During the Period, the average daily traffic volume in full-trip equivalents along the Group's Shanghai-Hangzhou-Ningbo Expressway was 49,807, representing an increase of 6.8% year-on-year. In particular, the average daily traffic volume in full trip equivalents along the Shanghai-Hangzhou section of the Shanghai-Hangzhou-Ningbo Expressway was 48,987, representing an increase of 10.7% year-on-year, and that along the Hangzhou-Ningbo Section was 50,392, representing an increase of 4.9% year-on- year. Average daily traffic volume in full-trip equivalents along the Shangsan Expressway was 27,131, representing an increase of 8.2% year-on-year. Average daily traffic volume in full-trip equivalents along the Jinhua Section of the Ningbo-Jinhua Expressway was 17,661, representing a decrease of 1.1% year-on-year. Average daily traffic volume in full-trip equivalents along the Hanghui Expressway was 16,134, representing an increase of 4.2% year-on-year.

During the Period, total toll revenue from the 248km Shanghai-Hangzhou-Ningbo Expressway, the 142km Shangsan Expressway, the 70km Jinhua Section of the Ningbo- Jinhua Expressway and the 122km Hanghui Expressway was Rmb2,537.81 million, representing an increase of 6.6% year-on-year.

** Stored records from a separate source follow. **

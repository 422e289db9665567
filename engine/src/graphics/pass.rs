//! Render pass callbacks
//!
//! The host renderer owns the camera scheduling. Each frame it opens the
//! primary camera pass first and then every enabled band camera, calling
//! `on_pass_begin` / `on_pass_end` around each. Implementors only react.

use crate::core::entity::World;
use glam::{Quat, Vec3};

/// Camera a pass is rendered through
#[derive(Debug, Clone, Copy, PartialEq, Eq, Hash)]
pub enum CameraId {
    /// Scene-wide camera at the default scale
    Main,
    /// Secondary camera slot of the depth band with this index
    Layer(usize),
}

/// Camera placement for one pass, in render units
#[derive(Debug, Clone, Copy, PartialEq)]
pub struct CameraRenderParams {
    /// Origin-relative camera position
    pub position: Vec3,
    pub rotation: Quat,
    pub near_clip: f32,
    pub far_clip: f32,
}

impl Default for CameraRenderParams {
    fn default() -> Self {
        Self {
            position: Vec3::ZERO,
            rotation: Quat::IDENTITY,
            near_clip: 0.1,
            far_clip: 1000.0,
        }
    }
}

/// Receiver of the host's per-camera pass notifications
pub trait RenderPass {
    /// A camera pass is about to render
    ///
    /// Returns the camera parameters for the pass, or `None` when this
    /// camera has nothing to draw this frame.
    fn on_pass_begin(&mut self, world: &mut World, camera: CameraId) -> Option<CameraRenderParams>;

    /// A camera pass finished rendering
    fn on_pass_end(&mut self, world: &mut World, camera: CameraId);
}
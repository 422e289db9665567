//! Graphics module
//!
//! Provides the multilayer rendering orchestration: depth bands, the pass
//! interface the host renderer drives, and the GPU-facing encodings of
//! per-pass parameters.

pub mod multilayer;
pub mod pass;
pub mod render_layer;
pub mod uniform;

// Re-export commonly used types
pub use multilayer::{
    determine_start_depth, partition_depth, FrameReport, LayeringError, MultilayerRenderSystem,
    Partition,
};
pub use pass::{CameraId, CameraRenderParams, RenderPass};
pub use render_layer::{ObjectDepth, RenderLayer};
pub use uniform::{CameraUniform, ObjectUniform};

Among which, toll revenue from the Shanghai-Hangzhou-Ningbo Expressway was Rmb1,620.28 million, representing an increase of 8.0% year-on-year; toll revenue from the Shangsan Expressway was Rmb537.80 million, representing an increase of 8.4% year-on-year; toll revenue from the Jinhua Section of the Ningbo-Jinhua Expressway was Rmb160.20 million, representing an increase of 0.2% year-on-year; and toll revenue from the Hanghui Expressway was Rmb219.53 million, representing a decrease of 0.2% year-on-year (on the same basis as last year).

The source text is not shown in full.